Studies expand and update an encyclopedia of cancer cell lines

Large libraries of cancer cell lines—collections of cells that represent tumor types seen in cancer patients—can yield profound insights into tumors’ unique genetic features and their sensitivities to current and potential treatments. The data produced by these libraries is invaluable for developing new therapeutic options for patients.

Such is the case with the Cancer Cell Line Encyclopedia (CCLE), a collection of more than 900 cell lines assembled starting in 2008 by the Broad Cancer Program in collaboration with the Novartis Institutes for BioMedical Research.

In 2012, the CCLE collaborators took a deep dive into the genomic features and drug sensitivities of these cells, cataloging gene expression, chromosomal copy number, and targeted gene sequencing data from all 947 lines and a number of drug-response profiles. This information has transformed how cancer scientists characterize drug targets and measure drug activity. For instance, the CCLE collection was instrumental in pinpointing the gene PRMT5 as a promising target in certain brain, lung, pancreatic, ovarian, and blood cancers; and WRN in cancer cells lacking a key DNA proofreading mechanism.

A multi-center research team has now greatly augmented this cancer research resource by incorporating new cell lines and adding new data spanning the molecular spectrum from sequence to expression to protein. Writing in Nature, the team—led by core institute member William Sellers, institute member on leave Levi Garraway, and Broad alumni Mahmoud Ghandi and Franklin Huang—report a major expansion of the CCLE dataset, which now includes:

  • RNA sequencing data for 1,019 cell lines
  • microRNA expression profiles for 954 lines
  • protein array data (899 lines)
  • genome-wide histone modifications (897)
  • DNA methylation (843)
  • whole genome sequencing (329), and
  • whole exome sequencing (326)

The new dataset, which is freely available at https://depmap.org/portal/ccle/, also blends in CRISPR and RNA interference gene dependency data from the Broad’s Cancer Dependency Map (DepMap) team and drug sensitivity data from the Wellcome Trust Sanger Institute’s Genomics of Drug Sensitivity in Cancer project.

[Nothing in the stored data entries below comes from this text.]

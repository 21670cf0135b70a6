//! Compiled statements.

use crate::error::BuildResult;
use crate::inline::{Inliner, count_placeholders};
use crate::value::PreparedValue;
use serde::{Deserialize, Serialize};
use std::fmt;

/// The shape of SQL a builder compiles to.
#[derive(Debug, Clone, Copy, PartialEq, Eq, Hash, Serialize, Deserialize)]
pub enum OperationKind {
    Select,
    Create,
    Update,
    Insert,
    Delete,
    /// Compiles as INSERT when no filter is present, otherwise as UPDATE.
    Upsert,
}

impl OperationKind {
    /// Whether compiling requires a filter predicate.
    pub fn requires_filter(self) -> bool {
        matches!(self, Self::Update | Self::Delete)
    }
}

impl fmt::Display for OperationKind {
    fn fmt(&self, f: &mut fmt::Formatter<'_>) -> fmt::Result {
        f.write_str(match self {
            Self::Select => "SELECT",
            Self::Create => "CREATE TABLE",
            Self::Update => "UPDATE",
            Self::Insert => "INSERT",
            Self::Delete => "DELETE",
            Self::Upsert => "UPSERT",
        })
    }
}

/// SQL text with `?` placeholders and the values bound to them, in order.
#[derive(Debug, Clone, PartialEq, Serialize, Deserialize)]
pub struct CompiledStatement {
    sql: String,
    params: Vec<PreparedValue>,
    operation: OperationKind,
}

impl CompiledStatement {
    pub(crate) fn new(sql: String, params: Vec<PreparedValue>, operation: OperationKind) -> Self {
        Self {
            sql,
            params,
            operation,
        }
    }

    /// SQL text with `?` placeholders.
    pub fn sql(&self) -> &str {
        &self.sql
    }

    /// Parameters in placeholder order.
    pub fn params(&self) -> &[PreparedValue] {
        &self.params
    }

    /// The operation this statement was compiled from.
    pub fn operation(&self) -> OperationKind {
        self.operation
    }

    pub fn placeholder_count(&self) -> usize {
        count_placeholders(&self.sql)
    }

    /// Render standalone SQL with every placeholder replaced by a literal.
    pub fn inline(&self) -> BuildResult<String> {
        self.inline_with(&Inliner::new())
    }

    pub fn inline_with(&self, inliner: &Inliner) -> BuildResult<String> {
        inliner.inline(&self.sql, &self.params)
    }

    pub fn into_parts(self) -> (String, Vec<PreparedValue>) {
        (self.sql, self.params)
    }
}

impl fmt::Display for CompiledStatement {
    fn fmt(&self, f: &mut fmt::Formatter<'_>) -> fmt::Result {
        f.write_str(&self.sql)
    }
}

“We suspect that there are ways of looking beyond pairwise correlations like expression and protein levels to identify states of cancer that only reveal themselves when you see all the data in aggregate,” Sellers explained. “We hope that with all of the data available, the community will help draw those macro-level pictures, enabling improved drug discovery efforts broadly in industry and academia.”

In a companion paper in Nature Medicine, another team led by Sellers, Chemical Biology and Therapeutics Science Program graduate student Haoxin Li, and institute scientist and Metabolomics Platform senior director Clary Clish also opened a new view into cancer biology by probing the abundances of 225 metabolites of 928 of the CCLE lines—the first such systematic metabolomic survey of a cell line collection of this size and diversity.

“These data, along with statistical models, allow us to see otherwise-hidden connections between genetic and epigenetic errors in cancer cells and changes in those cells’ metabolic profiles,” Li said. “The data reveal metabolic dependencies that, for instance, point to opportunities to expand the use of the anti-cancer drug asparaginase, and to exploit levels of a metabolite called kynurenine as a prognostic biomarker for certain kinds of immunotherapy.”

The CCLE collection provides the backbone for two large-scale cancer discovery efforts. One is the DepMap project, an effort being undertaken at the Broad Institute and at the Sanger Institute to systematically identify genetic dependencies (vulnerabilities that might serve as targets for designing new therapies or repurposing existing ones) across hundreds of cancer cell lines using RNA interference, CRISPR, and drug screens.

The second is PRISM, a system that uses genetically-barcoded versions of the CCLE cell lines to identify biomarkers that could be used to predict tumors’ responses to different drug compounds.